Elevance Health is a health company dedicated to improving lives and communities – and making healthcare simpler. We are a Fortune 25 company with a longstanding history in the healthcare industry, looking for leaders at all levels of the organization who are passionate about making an impact on our members and the communities we serve.

How We Work

At Elevance Health, we are creating a culture that is designed to advance our strategy but will also lead to personal and professional growth for our associates. Our values and behaviors are the root of our culture. They are how we achieve our strategy, power our business outcomes and drive our shared success - for our consumers, our associates, our communities and our business.

We offer a range of market-competitive total rewards that include merit increases, paid holidays, Paid Time Off, and incentive bonus programs (unless covered by a collective bargaining agreement), medical, dental, vision, short and long term disability benefits, 401(k) +match, stock purchase plan, life insurance, wellness programs and financial education resources, to name a few.

Elevance Health operates in a Hybrid Workforce Strategy. Unless specified as primarily virtual by the hiring manager, associates are required to work at an Elevance Health location at least once per week, and potentially several times per week. Specific requirements and expectations for time onsite will be discussed as part of the hiring process.

The health of our associates and communities is a top priority for Elevance Health. We require all new candidates in certain patient/member-facing roles to become vaccinated against COVID-19 and Influenza. If you are not vaccinated, your offer will be rescinded unless you provide an acceptable explanation. Elevance Health will also follow all relevant federal, state and local laws.

Elevance Health is an Equal Employment Opportunity employer and all qualified applicants will receive consideration for employment without regard to age, citizenship status, color, creed, disability, ethnicity, genetic information, gender (including gender identity and gender expression), marital status, national origin, race, religion, sex, sexual orientation, veteran status or any other status or condition protected by applicable federal, state, or local laws.

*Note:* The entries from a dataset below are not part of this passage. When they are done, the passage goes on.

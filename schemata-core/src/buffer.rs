// Licensed to the Apache Software Foundation (ASF) under one
// or more contributor license agreements.  See the NOTICE file
// distributed with this work for additional information
// regarding copyright ownership.  The ASF licenses this file
// to you under the Apache License, Version 2.0 (the
// "License"); you may not use this file except in compliance
// with the License.  You may obtain a copy of the License at
//
//   http://www.apache.org/licenses/LICENSE-2.0
//
// Unless required by applicable law or agreed to in writing,
// software distributed under the License is distributed on an
// "AS IS" BASIS, WITHOUT WARRANTIES OR CONDITIONS OF ANY
// KIND, either express or implied.  See the License for the
// specific language governing permissions and limitations
// under the License.


//! Output buffer ([`Writer`]) and input checks shared by the decode paths.
//!
//! Tokenizing is done by `serde_json`; the writer drives its compact
//! [`Formatter`] directly so that encode never builds a document tree.

use std::fmt;

use serde::Serializer as _;
use serde_json::ser::{CompactFormatter, Formatter};

use crate::error::Error;
use crate::value::Number;

/// The kind of a JSON value.
#[derive(Clone, Copy, Debug, PartialEq, Eq, Hash)]
pub enum JsonKind {
    Null,
    Bool,
    Number,
    String,
    Array,
    Object,
}

impl JsonKind {
    pub const fn as_str(self) -> &'static str {
        match self {
            JsonKind::Null => "null",
            JsonKind::Bool => "boolean",
            JsonKind::Number => "number",
            JsonKind::String => "string",
            JsonKind::Array => "array",
            JsonKind::Object => "object",
        }
    }
}

impl fmt::Display for JsonKind {
    fn fmt(&self, f: &mut fmt::Formatter<'_>) -> fmt::Result {
        f.write_str(self.as_str())
    }
}

/// Checks that `bf` is UTF-8 before it reaches the tokenizer.
///
/// `serde_json` does not validate the contents of values it skips, so this
/// is the one place invalid bytes under unknown keywords are caught.
pub fn as_json_text(bf: &[u8]) -> Result<&str, Error> {
    std::str::from_utf8(bf).map_err(|err| {
        let valid = &bf[..err.valid_up_to()];
        let line = valid.iter().filter(|&&b| b == b'\n').count() + 1;
        let column = match valid.iter().rposition(|&b| b == b'\n') {
            Some(nl) => valid.len() - nl,
            None => valid.len() + 1,
        };
        Error::syntax(line, column, "invalid UTF-8")
    })
}

#[cold]
fn sink_error<E: fmt::Display>(err: E) -> Error {
    Error::encode_error(format!("write failed: {err}"))
}

fn write_escaped(bf: &mut Vec<u8>, s: &str) -> Result<(), Error> {
    let mut ser = serde_json::Serializer::new(bf);
    (&mut ser).serialize_str(s).map_err(sink_error)
}

#[derive(Default)]
pub struct Writer {
    pub(crate) bf: Vec<u8>,
}

impl Writer {
    pub fn reset(&mut self) {
        // keep capacity and reset len to 0
        self.bf.clear();
    }

    pub fn dump(&self) -> Vec<u8> {
        self.bf.clone()
    }

    pub fn as_slice(&self) -> &[u8] {
        &self.bf
    }

    pub fn len(&self) -> usize {
        self.bf.len()
    }

    pub fn is_empty(&self) -> bool {
        self.bf.is_empty()
    }

    pub fn truncate(&mut self, len: usize) {
        self.bf.truncate(len);
    }

    pub fn reserve(&mut self, additional: usize) {
        self.bf.reserve(additional);
    }

    #[inline(always)]
    pub fn write_u8(&mut self, value: u8) {
        self.bf.push(value);
    }

    pub fn write_null(&mut self) -> Result<(), Error> {
        CompactFormatter.write_null(&mut self.bf).map_err(sink_error)
    }

    pub fn write_bool(&mut self, value: bool) -> Result<(), Error> {
        CompactFormatter
            .write_bool(&mut self.bf, value)
            .map_err(sink_error)
    }

    pub fn write_i64(&mut self, value: i64) -> Result<(), Error> {
        CompactFormatter
            .write_i64(&mut self.bf, value)
            .map_err(sink_error)
    }

    /// Writes a float. Integral values keep a trailing `.0` so that they read
    /// back as floats rather than integers.
    pub fn write_f64(&mut self, value: f64) -> Result<(), Error> {
        if !value.is_finite() {
            return Err(Error::encode_error(format!(
                "{value} has no JSON representation"
            )));
        }
        CompactFormatter
            .write_f64(&mut self.bf, value)
            .map_err(sink_error)
    }

    pub fn write_number(&mut self, value: &Number) -> Result<(), Error> {
        match *value {
            Number::Int(v) => self.write_i64(v),
            Number::Float(v) => self.write_f64(v),
        }
    }

    /// Writes `s` as a quoted JSON string.
    pub fn write_str(&mut self, s: &str) -> Result<(), Error> {
        write_escaped(&mut self.bf, s)
    }

    pub fn begin_object(&mut self) -> Result<(), Error> {
        CompactFormatter
            .begin_object(&mut self.bf)
            .map_err(sink_error)
    }

    pub fn end_object(&mut self) -> Result<(), Error> {
        CompactFormatter.end_object(&mut self.bf).map_err(sink_error)
    }

    pub fn begin_array(&mut self) -> Result<(), Error> {
        CompactFormatter.begin_array(&mut self.bf).map_err(sink_error)
    }

    pub fn end_array(&mut self) -> Result<(), Error> {
        CompactFormatter.end_array(&mut self.bf).map_err(sink_error)
    }

    /// Writes the separator, the quoted `name` and the colon of an object
    /// member. The value is written next by the caller.
    pub fn write_key(&mut self, first: bool, name: &str) -> Result<(), Error> {
        let mut f = CompactFormatter;
        f.begin_object_key(&mut self.bf, first).map_err(sink_error)?;
        write_escaped(&mut self.bf, name)?;
        f.end_object_key(&mut self.bf).map_err(sink_error)?;
        f.begin_object_value(&mut self.bf).map_err(sink_error)
    }

    pub fn begin_element(&mut self, first: bool) -> Result<(), Error> {
        CompactFormatter
            .begin_array_value(&mut self.bf, first)
            .map_err(sink_error)
    }
}
// Licensed to the Apache Software Foundation (ASF) under one
// or more contributor license agreements.  See the NOTICE file
// distributed with this work for additional information
// regarding copyright ownership.  The ASF licenses this file
// to you under the Apache License, Version 2.0 (the
// "License"); you may not use this file except in compliance
// with the License.  You may obtain a copy of the License at
//
//   http://www.apache.org/licenses/LICENSE-2.0
//
// Unless required by applicable law or agreed to in writing,
// software distributed under the License is distributed on an
// "AS IS" BASIS, WITHOUT WARRANTIES OR CONDITIONS OF ANY
// KIND, either express or implied.  See the License for the
// specific language governing permissions and limitations
// under the License.


//! # Schemata
//!
//! Decode, inspect and encode draft-07 JSON Schema documents.
//!
//! Decoding is streaming and allocation-conscious: the input is tokenized
//! once, every keyword lands directly in its typed field, and schema nodes
//! are recycled through object pools.
//!
//! ```rust
//! use schemata::{Additional, Type};
//!
//! let schema = schemata::decode(
//!     br#"{
//!         "type": "object",
//!         "properties": {"id": {"type": "integer", "minimum": 1}},
//!         "required": ["id"],
//!         "additionalProperties": false
//!     }"#,
//! )
//! .unwrap();
//!
//! let id = schema.properties.get("id").unwrap();
//! assert!(id.types.contains(Type::Integer));
//! assert_eq!(schema.additional_properties, Some(Additional::Forbidden));
//!
//! let bytes = schemata::encode(&schema).unwrap();
//! assert_eq!(*schemata::decode(&bytes).unwrap(), *schema);
//! schemata::release(schema);
//! ```
//!
//! Use [`Codec`] directly to change limits:
//!
//! ```rust
//! let codec = schemata::Codec::default().max_depth(8);
//! let deep = "[".repeat(16) + &"]".repeat(16);
//! let input = format!(r#"{{"default": {deep}}}"#);
//! assert!(codec.decode(input.as_bytes()).is_err());
//! ```

use once_cell::sync::Lazy;

pub use schemata_core::*;

static DEFAULT_CODEC: Lazy<Codec> = Lazy::new(Codec::default);

/// Decodes a schema document with the default configuration.
pub fn decode(bf: &[u8]) -> Result<Pooled<Schema>, Error> {
    DEFAULT_CODEC.decode(bf)
}

/// Encodes a schema document with the default configuration.
pub fn encode(schema: &Schema) -> Result<Vec<u8>, Error> {
    DEFAULT_CODEC.encode(schema)
}

/// Returns a decoded schema tree to the pools.
pub fn release(schema: Pooled<Schema>) {
    DEFAULT_CODEC.release(schema)
}
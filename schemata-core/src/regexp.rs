// Licensed to the Apache Software Foundation (ASF) under one
// or more contributor license agreements.  See the NOTICE file
// distributed with this work for additional information
// regarding copyright ownership.  The ASF licenses this file
// to you under the Apache License, Version 2.0 (the
// "License"); you may not use this file except in compliance
// with the License.  You may obtain a copy of the License at
//
//   http://www.apache.org/licenses/LICENSE-2.0
//
// Unless required by applicable law or agreed to in writing,
// software distributed under the License is distributed on an
// "AS IS" BASIS, WITHOUT WARRANTIES OR CONDITIONS OF ANY
// KIND, either express or implied.  See the License for the
// specific language governing permissions and limitations
// under the License.


use std::borrow::Cow;
use std::fmt;

use once_cell::sync::OnceCell;
use regex::Regex;
use serde::de::Deserializer;

use crate::codec::{Decode, ReadContext, Serializer, WriteContext};
use crate::error::Error;

/// The regular-expression operations a schema consumer needs.
pub trait Regexp {
    /// The source text of the expression.
    fn as_str(&self) -> &str;

    fn is_match(&self, haystack: &str) -> bool;

    fn find<'h>(&self, haystack: &'h str) -> Option<&'h str>;

    fn find_iter<'h>(&self, haystack: &'h str) -> Vec<&'h str>;

    /// Capture groups of the first match; group 0 is the whole match.
    fn captures<'h>(&self, haystack: &'h str) -> Option<Vec<Option<&'h str>>>;

    fn replace_all<'h>(&self, haystack: &'h str, replacement: &str) -> Cow<'h, str>;
}

impl Regexp for Regex {
    fn as_str(&self) -> &str {
        Regex::as_str(self)
    }

    fn is_match(&self, haystack: &str) -> bool {
        Regex::is_match(self, haystack)
    }

    fn find<'h>(&self, haystack: &'h str) -> Option<&'h str> {
        Regex::find(self, haystack).map(|m| m.as_str())
    }

    fn find_iter<'h>(&self, haystack: &'h str) -> Vec<&'h str> {
        Regex::find_iter(self, haystack).map(|m| m.as_str()).collect()
    }

    fn captures<'h>(&self, haystack: &'h str) -> Option<Vec<Option<&'h str>>> {
        Regex::captures(self, haystack)
            .map(|caps| caps.iter().map(|m| m.map(|m| m.as_str())).collect())
    }

    fn replace_all<'h>(&self, haystack: &'h str, replacement: &str) -> Cow<'h, str> {
        Regex::replace_all(self, haystack, replacement)
    }
}

/// A regular expression kept together with its source text and compiled
/// at most once.
///
/// Patterns compare equal when their source text is equal.
#[derive(Clone)]
pub struct Pattern {
    source: String,
    compiled: OnceCell<Regex>,
}

impl Pattern {
    /// Compiles `source` immediately.
    pub fn compile(source: &str) -> Result<Pattern, regex::Error> {
        let regex = Regex::new(source)?;
        Ok(Pattern {
            source: source.to_owned(),
            compiled: OnceCell::with_value(regex),
        })
    }

    /// Defers compilation to the first match.
    pub fn lazy(source: impl Into<String>) -> Pattern {
        Pattern {
            source: source.into(),
            compiled: OnceCell::new(),
        }
    }

    /// Returns the compiled expression, compiling it on first use.
    pub fn try_regex(&self) -> Result<&Regex, regex::Error> {
        self.compiled.get_or_try_init(|| Regex::new(&self.source))
    }

    /// # Panics
    ///
    /// Panics if the pattern was built with [`Pattern::lazy`] from source
    /// that does not compile.
    pub fn regex(&self) -> &Regex {
        match self.try_regex() {
            Ok(regex) => regex,
            Err(e) => panic!("invalid pattern {:?}: {e}", self.source),
        }
    }

    pub fn is_compiled(&self) -> bool {
        self.compiled.get().is_some()
    }
}

impl Regexp for Pattern {
    fn as_str(&self) -> &str {
        &self.source
    }

    fn is_match(&self, haystack: &str) -> bool {
        self.regex().is_match(haystack)
    }

    fn find<'h>(&self, haystack: &'h str) -> Option<&'h str> {
        Regexp::find(self.regex(), haystack)
    }

    fn find_iter<'h>(&self, haystack: &'h str) -> Vec<&'h str> {
        Regexp::find_iter(self.regex(), haystack)
    }

    fn captures<'h>(&self, haystack: &'h str) -> Option<Vec<Option<&'h str>>> {
        Regexp::captures(self.regex(), haystack)
    }

    fn replace_all<'h>(&self, haystack: &'h str, replacement: &str) -> Cow<'h, str> {
        Regexp::replace_all(self.regex(), haystack, replacement)
    }
}

impl PartialEq for Pattern {
    fn eq(&self, other: &Self) -> bool {
        self.source == other.source
    }
}

impl Eq for Pattern {}

impl fmt::Debug for Pattern {
    fn fmt(&self, f: &mut fmt::Formatter<'_>) -> fmt::Result {
        f.debug_tuple("Pattern").field(&self.source).finish()
    }
}

impl fmt::Display for Pattern {
    fn fmt(&self, f: &mut fmt::Formatter<'_>) -> fmt::Result {
        f.write_str(&self.source)
    }
}

/// Compiles a pattern read from the wire, labelling failures with the
/// current keyword.
pub(crate) fn compile_in(context: &ReadContext, source: &str) -> Result<Pattern, Error> {
    Pattern::compile(source)
        .map_err(|e| Error::vocabulary(context.keyword(), source.to_owned(), e.to_string()))
}

impl Decode for Pattern {
    fn decode_new<'de, D: Deserializer<'de>>(
        context: &mut ReadContext,
        deserializer: D,
    ) -> Result<Self, D::Error> {
        let mut pattern = Pattern::lazy(String::new());
        pattern.decode(context, deserializer)?;
        Ok(pattern)
    }
}

impl Serializer for Pattern {
    const EXPECTED: &'static str = "string";

    fn encode(&self, context: &mut WriteContext) -> Result<(), Error> {
        context.writer.write_str(&self.source)
    }

    fn visit_str(&mut self, context: &mut ReadContext, value: &str) -> Result<(), Error> {
        *self = compile_in(context, value)?;
        Ok(())
    }
}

Applicants who require accommodation to participate in the job application process may contact elevancehealthjobssupport@elevancehealth.com for assistance.

Qualified applicants with arrest or conviction records will be considered for employment in accordance with all federal, state, and local laws, including, but not limited to, the Los Angeles County Fair Chance Ordinance and the California Fair Chance Act.